An aside - I find someone's blog slightly pseudo and have begun to find some of it boring even. I think when he goes off into this tangential and mostly incomprehensible mode that I find it a drudge to fathom. And he has so many readers to boot who go ga ga over his style. Sigh! It takes everything and all sorts to make this world what it is.

The bells continue to chime. Ideas continue to float. And the bubble grows to encompass a feeling of stoic happiness (is that an oxymoron there?..:) ).

Last, last, last, last...please, just this once, last! The sound of bells chiming is good for the soul.

...>Last!< (while the bells continue to play the keyboard). :)....:)...:)

Saturday, October 08, 2005

Wanna be missed!

Bid adieu to my previous bread and butter provider - 5 days
Said 'may I come in' to the new bread, butter and maybe a tinge of marmalade provider - 5 days

Received a few calls from friends 'back there' - almost everyday
Received calls from colleagues from 'in here' (and who might not become friends) - 2 days

Expecting a certain call and perhaps text messages responded to? - 1 (not worth it!)
Expecting calls and text messages from genuine friends? - 100s (over the next so many years) - WARNING!!! drop the expectations...sure shot, infallible route to hurt, disappointment, anger and emotional distress.

So...I don't want to close my eyes, don't want to fall asleep, because I don't want to miss being missed. I like being missed. By people who care. And it's nice to know that one has some people who do. The rest are pretenders, who are not good for the long haul and won't last the many sunsets. Discard, shrug, dispose!

Ok. What's next on the agenda?

Wednesday, October 05, 2005

The Horse Whisperer

Have had food contamination since last Sunday. Have been popping pills thanks to the 'doc'. It got downright mean and vicious last night and had to abstain from work.

At 3.30 am, feeling restless and after visiting the pot house for the nth time, with sleep too deciding to leave me friendless and alone, I switched on the telly and saw Kristin Scott Thomas's beautiful, expressive face staring at me in the flickering light. Knew instantly that it was THW. A movie I'd seen before. I sat through it again. I loved it. All over again. Poignant, real, adult. Very emotional and very heartbreaking.
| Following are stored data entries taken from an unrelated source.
use actix_web::http::StatusCode;
use actix_web::web;
use actix_web::HttpResponse;
use actix_web::ResponseError;
use serde::Deserialize;

use crate::domain::SubscriberEmail;
use crate::domain::SubscriptionAction;
use crate::queue::EventQueue;
use crate::utils::error_chain_fmt;

#[derive(Deserialize)]
pub struct FormData {
    email: String,
    action: String,
}

/// A parsed `FormData`
pub struct SubscriptionRequest {
    pub email: SubscriberEmail,
    pub action: SubscriptionAction,
}

impl TryFrom<FormData> for SubscriptionRequest {
    type Error = String;
    fn try_from(value: FormData) -> Result<Self, Self::Error> {
        Ok(Self {
            email: SubscriberEmail::parse(value.email)?,
            action: value.action.try_into()?,
        })
    }
}

#[derive(thiserror::Error)]
pub enum SubscribeError {
    #[error("{0}")]
    ValidationError(String),
    #[error(transparent)]
    UnexpectedError(#[from] anyhow::Error),
}

impl std::fmt::Debug for SubscribeError {
    fn fmt(
        &self,
        f: &mut std::fmt::Formatter<'_>,
    ) -> std::fmt::Result {
        error_chain_fmt(self, f)
    }
}

impl ResponseError for SubscribeError {
    fn status_code(&self) -> StatusCode {
        match self {
            SubscribeError::ValidationError(_) => StatusCode::BAD_REQUEST,
            SubscribeError::UnexpectedError(_) => StatusCode::INTERNAL_SERVER_ERROR,
        }
    }
}

/// `POST /subscriptions`. Queues a subscribe or unsubscribe request; nothing
/// is sent to the mailing list until the next sync run.
///
/// # Request example
///
/// ```sh
///     curl --data 'email=john@foo.com&action=subscribe' http://127.0.0.1:8000/subscriptions
///     curl --data 'email=john@foo.com&action=unsubscribe' http://127.0.0.1:8000/subscriptions
/// ```
#[tracing::instrument(
    name = "Queueing subscription request",
    skip(form, queue),
    fields(
        subscriber_email = %form.email,
        action = %form.action,
    )
)]
pub async fn subscribe(
    form: web::Form<FormData>,
    queue: web::Data<dyn EventQueue>,
) -> Result<HttpResponse, SubscribeError> {
    let req: SubscriptionRequest = form.0.try_into().map_err(SubscribeError::ValidationError)?;
    queue
        .append(req.email, req.action.is_subscribe())
        .await?;
    Ok(HttpResponse::Ok().finish())
}
use std::collections::HashSet;

use super::QueueEvent;

/// The final desired state per email, after collapsing the event history.
///
/// Each distinct email (compared case-insensitively) appears in exactly one of
/// `subscribe` and `unsubscribe`, represented by its most recent event.
#[derive(Debug, Default)]
pub struct Intents {
    pub subscribe: Vec<QueueEvent>,
    pub unsubscribe: Vec<QueueEvent>,
}

impl Intents {
    /// Events are scanned latest first; the first event seen for an email is
    /// kept and all older ones are dropped.
    ///
    /// Events with identical `created_at` keep their relative order (the sort
    /// is stable), so the one that comes first in `events` wins the tie.
    pub fn from_events(events: &[QueueEvent]) -> Self {
        let mut latest_first: Vec<&QueueEvent> = events.iter().collect();
        latest_first.sort_by(|a, b| b.created_at.cmp(&a.created_at));

        let mut seen = HashSet::new();
        let mut intents = Self::default();
        for event in latest_first {
            if !seen.insert(event.email.key()) {
                continue;
            }
            match event.is_subscribe {
                true => intents.subscribe.push(event.clone()),
                false => intents.unsubscribe.push(event.clone()),
            }
        }
        intents
    }

    pub fn len(&self) -> usize { self.subscribe.len() + self.unsubscribe.len() }

    pub fn is_empty(&self) -> bool { self.len() == 0 }
}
Today, I've felt the need to:
a) be pampered
b) have a father who I could run to for a quick reassuring hug
c) have a concerned and loving boy friend who'd come with bouquet of concern and smelling divine because of the love in his eyes
d) have a huge family with at least 4 big brothers and 2 younger and older sisters with whom I could scream, have pillow fights, argue and above all laugh out loud and feel love
e) have my stomach stop its somersaults and other acrobatics and have food that looked anything other than curd rice
f) chuck everything away and be a rancher's wife...:)
g) not be bothered about earning a living (sigh!)

I've felt a need. I've felt my soul telling me something. I've felt my heart singing a tune that I've unheeded for a while now. Time has sometimes befriended, sometimes betrayed. How long will Time hold out? How long before I listen? How long before I turn deaf?
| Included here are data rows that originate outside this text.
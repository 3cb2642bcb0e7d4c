use std::collections::BTreeMap;
use std::sync::Arc;

use serde::Serialize;
use tokio::sync::Mutex;

use crate::customers::AttributeResolver;
use crate::domain::CustomerProfile;
use crate::domain::Intents;
use crate::domain::QueueEvent;
use crate::domain::SubscriberEmail;
use crate::list_client::BatchSubscribeOptions;
use crate::list_client::BatchUnsubscribeOptions;
use crate::list_client::Grouping;
use crate::list_client::ListClient;
use crate::list_client::ListError;
use crate::list_client::ListSummary;
use crate::list_client::SubscribeRecord;
use crate::queue::EventQueue;

#[derive(thiserror::Error, Debug)]
pub enum SyncError {
    /// Not retryable; the batch is not attempted at all
    #[error("{0}")]
    Configuration(String),
    #[error(transparent)]
    Remote(#[from] ListError),
}

/// A single subscriber could not be turned into a record; the rest of the
/// batch goes ahead without it.
#[derive(thiserror::Error, Debug)]
#[error("Could not register email {email} to the mailing list")]
pub struct EnrichmentError {
    pub email: String,
    #[source]
    pub source: anyhow::Error,
}

/// Human-readable outcome of one run, one line per direction.
#[derive(Debug, Clone, PartialEq, Eq, Serialize)]
pub struct SyncResult {
    pub subscribe: String,
    pub unsubscribe: String,
}

/// Where subscribers go, and how they are tagged
#[derive(Debug, Clone)]
pub struct ListSettings {
    /// Blank is treated the same as missing
    pub list_id: Option<String>,
    pub grouping: Grouping,
}

#[derive(Debug, Clone, Copy, Default, PartialEq, Eq)]
pub struct SubscribeOutcome {
    pub add_count: u64,
    pub update_count: u64,
    /// Records the provider rejected
    pub error_count: u64,
    /// Records dropped before the call because enrichment failed
    pub skipped: usize,
}

impl SubscribeOutcome {
    fn summary(&self) -> String {
        let mut parts = vec![];
        if self.add_count > 0 {
            parts.push(format!("Added {} new records", self.add_count));
        }
        if self.update_count > 0 {
            parts.push(format!("Updated {} existing records", self.update_count));
        }
        if parts.is_empty() {
            parts.push("No records were added or updated".to_string());
        }
        if self.error_count > 0 {
            parts.push(format!("{} records rejected", self.error_count));
        }
        if self.skipped > 0 {
            parts.push(format!("skipped {} records", self.skipped));
        }
        parts.join("; ")
    }
}

#[derive(Debug, Clone, Copy, Default, PartialEq, Eq)]
pub struct UnsubscribeOutcome {
    pub success_count: u64,
    pub error_count: u64,
    /// Candidates that were actually subscribed remotely
    pub eligible: usize,
}

impl UnsubscribeOutcome {
    fn summary(&self) -> String {
        if self.eligible == 0 {
            return "No subscribed members to unsubscribe".to_string();
        }
        let mut summary = format!("Unsubscribed {} records", self.success_count);
        if self.error_count > 0 {
            summary.push_str(&format!("; {} records rejected", self.error_count));
        }
        summary
    }
}

/// Pushes the queued subscription events to the remote list.
///
/// Runs are serialised by an internal lock: reading and then draining the
/// queue is not atomic, so two overlapping runs would send the same events
/// twice.
pub struct Synchronizer {
    queue: Arc<dyn EventQueue>,
    list_client: Arc<dyn ListClient>,
    resolver: Arc<dyn AttributeResolver>,
    settings: ListSettings,
    run_lock: Mutex<()>,
}

impl Synchronizer {
    pub fn new(
        queue: Arc<dyn EventQueue>,
        list_client: Arc<dyn ListClient>,
        resolver: Arc<dyn AttributeResolver>,
        settings: ListSettings,
    ) -> Self {
        Self {
            queue,
            list_client,
            resolver,
            settings,
            run_lock: Mutex::new(()),
        }
    }

    fn list_id(&self) -> Result<&str, SyncError> {
        self.settings
            .list_id
            .as_deref()
            .map(str::trim)
            .filter(|id| !id.is_empty())
            .ok_or_else(|| SyncError::Configuration("MailChimp list is not specified".to_string()))
    }

    /// Available lists on the provider. Failures are logged and yield an empty
    /// list.
    #[tracing::instrument(name = "Retrieving mailing lists", skip(self))]
    pub async fn retrieve_lists(&self) -> Vec<ListSummary> {
        match self.list_client.lists().await {
            Ok(lists) => lists,
            Err(e) => {
                tracing::debug!(error.cause_chain=?e, error.message=%e, "could not retrieve lists");
                vec![]
            }
        }
    }

    /// One full run: dedup the queue, push both batches, drain the queue.
    ///
    /// Never fails. Errors end up in the logs and in the returned summary, and
    /// every event that was read is deleted whatever happened remotely (there
    /// is no retry).
    #[tracing::instrument(name = "Synchronizing mailing list", skip(self))]
    pub async fn synchronize(&self) -> SyncResult {
        let _guard = self.run_lock.lock().await;

        let events = match self.queue.get_all().await {
            Ok(events) => events,
            Err(e) => {
                tracing::error!(error.cause_chain=?e, error.message=%e, "could not read queue");
                let msg = format!("Could not read subscription queue: {e}");
                return SyncResult {
                    subscribe: msg.clone(),
                    unsubscribe: msg,
                };
            }
        };

        let intents = Intents::from_events(&events);
        if intents.is_empty() {
            tracing::info!("queue is empty, nothing to sync");
            return SyncResult {
                subscribe: "No records to add".to_string(),
                unsubscribe: "No records to unsubscribe".to_string(),
            };
        }
        tracing::info!(
            n_events = events.len(),
            n_intents = intents.len(),
            n_subscribe = intents.subscribe.len(),
            n_unsubscribe = intents.unsubscribe.len(),
            "deduplicated queue"
        );

        let subscribe = match intents.subscribe.is_empty() {
            true => "No records to add".to_string(),
            false => match self.batch_subscribe(&intents.subscribe).await {
                Ok(outcome) => outcome.summary(),
                Err(e) => {
                    tracing::error!(error.cause_chain=?e, error.message=%e, "batch subscribe failed");
                    format!("Subscribe failed: {e}")
                }
            },
        };

        let unsubscribe = match intents.unsubscribe.is_empty() {
            true => "No records to unsubscribe".to_string(),
            false => match self.batch_unsubscribe(&intents.unsubscribe).await {
                Ok(outcome) => outcome.summary(),
                Err(e) => {
                    tracing::error!(error.cause_chain=?e, error.message=%e, "batch unsubscribe failed");
                    format!("Unsubscribe failed: {e}")
                }
            },
        };

        self.drain(&events).await;

        SyncResult {
            subscribe,
            unsubscribe,
        }
    }

    async fn drain(
        &self,
        events: &[QueueEvent],
    ) {
        for event in events {
            if let Err(e) = self.queue.delete(event).await {
                tracing::warn!(
                    error.cause_chain=?e,
                    event_id=%event.id,
                    "could not delete queued event"
                );
            }
        }
    }

    /// Subscribe (or update) every intent in one call. Items whose attributes
    /// cannot be resolved are left out.
    #[tracing::instrument(
        name = "Subscribing queued emails",
        skip(self, intents),
        fields(n_intents = intents.len())
    )]
    pub async fn batch_subscribe(
        &self,
        intents: &[QueueEvent],
    ) -> Result<SubscribeOutcome, SyncError> {
        let list_id = self.list_id()?;

        let mut records = Vec::with_capacity(intents.len());
        let mut skipped = 0;
        for outcome in self.build_records(intents).await {
            match outcome {
                Ok(record) => records.push(record),
                Err(e) => {
                    tracing::warn!(error.cause_chain=?e, email=%e.email, "{e}");
                    skipped += 1;
                }
            }
        }

        if records.is_empty() {
            return Ok(SubscribeOutcome {
                skipped,
                ..Default::default()
            });
        }

        let result = self
            .list_client
            .batch_subscribe(list_id, &records, BatchSubscribeOptions::default())
            .await?;

        Ok(SubscribeOutcome {
            add_count: result.add_count,
            update_count: result.update_count,
            error_count: result.error_count,
            skipped,
        })
    }

    /// One tagged result per intent, in input order
    async fn build_records(
        &self,
        intents: &[QueueEvent],
    ) -> Vec<Result<SubscribeRecord, EnrichmentError>> {
        let mut outcomes = Vec::with_capacity(intents.len());
        for intent in intents {
            let outcome = self
                .resolver
                .get_by_email(&intent.email)
                .await
                .map(|profile| self.subscribe_record(&intent.email, profile))
                .map_err(|source| EnrichmentError {
                    email: intent.email.to_string(),
                    source,
                });
            outcomes.push(outcome);
        }
        outcomes
    }

    fn subscribe_record(
        &self,
        email: &SubscriberEmail,
        profile: Option<CustomerProfile>,
    ) -> SubscribeRecord {
        let mut merge_fields = BTreeMap::new();
        if let Some(profile) = profile {
            let gender = profile.gender_label();
            for (field, value) in [
                ("FNAME", profile.first_name),
                ("LNAME", profile.last_name),
                ("PHONE", profile.phone),
            ] {
                if let Some(value) = value {
                    merge_fields.insert(field.to_string(), value);
                }
            }
            merge_fields.insert("GENDER".to_string(), gender.as_str().to_string());
        }

        SubscribeRecord {
            email: email.to_string(),
            merge_fields,
            groupings: vec![self.settings.grouping.clone()],
        }
    }

    /// Unsubscribe the intents that are currently subscribed on the list, in
    /// one call. Members are marked unsubscribed, not deleted.
    #[tracing::instrument(
        name = "Unsubscribing queued emails",
        skip(self, intents),
        fields(n_intents = intents.len())
    )]
    pub async fn batch_unsubscribe(
        &self,
        intents: &[QueueEvent],
    ) -> Result<UnsubscribeOutcome, SyncError> {
        let list_id = self.list_id()?;

        let candidates: Vec<SubscriberEmail> = intents.iter().map(|i| i.email.clone()).collect();
        let members = self.list_client.member_info(list_id, &candidates).await?;

        let eligible: Vec<String> = members
            .into_iter()
            .filter(|m| m.is_subscribed())
            .map(|m| m.email)
            .collect();

        if eligible.is_empty() {
            tracing::info!("no queued email is currently subscribed");
            return Ok(UnsubscribeOutcome::default());
        }

        let result = self
            .list_client
            .batch_unsubscribe(list_id, &eligible, BatchUnsubscribeOptions::default())
            .await?;

        Ok(UnsubscribeOutcome {
            success_count: result.success_count,
            error_count: result.error_count,
            eligible: eligible.len(),
        })
    }
}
How many more times will The Horse Whisperer happen to me?

PS - D hurt me again. When will I learn to let go?

Saturday, October 01, 2005

Ende... Initiare?

Turned the last page of a chapter today.
Bid adieu to the place I was wedded to for the last 26 months.
The whole of this week saw me being feted.
Treated to lunches and dinners.
Well written about.
And even my 360 degree feedback was quite exceptional.

I like being proved wrong when it comes to perception of self.
Lots of areas of improvement to be focused upon, but then that's always WIP (work in progress).
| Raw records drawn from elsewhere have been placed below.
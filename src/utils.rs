/// Write an error followed by every `source` in its chain, one per line. Used
/// for `Debug` impls of errors that end up in logs.
pub fn error_chain_fmt(
    e: &impl std::error::Error,
    f: &mut std::fmt::Formatter<'_>,
) -> std::fmt::Result {
    writeln!(f, "{e}")?;
    let mut current = e.source();
    while let Some(cause) = current {
        writeln!(f, "Caused by:\n\t{cause}")?;
        current = cause.source();
    }
    Ok(())
}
I caught a glimpse of him.
That may be the last I'll ever see of him.
That's tearing me asunder.
But I'll survive. (Always have).
I truly wish I didn't care so much. (Wonder what it'll take for me to obliterate, erase completely the pain, the loss, the stress of the last so many months? Should try immersing myself in work.)
Ende!!

Monday I begin work at a new place.
Creative Controller. I like the way that sounds.
It's very close to a long held aspiration being fulfilled.
Is this reality?

Should be off to Sydney the coming Monday.
Sydney. I like the way that sounds too..:)

Initiare

Post Script: God, please let ma be ok. Please let nothing be wrong. Please.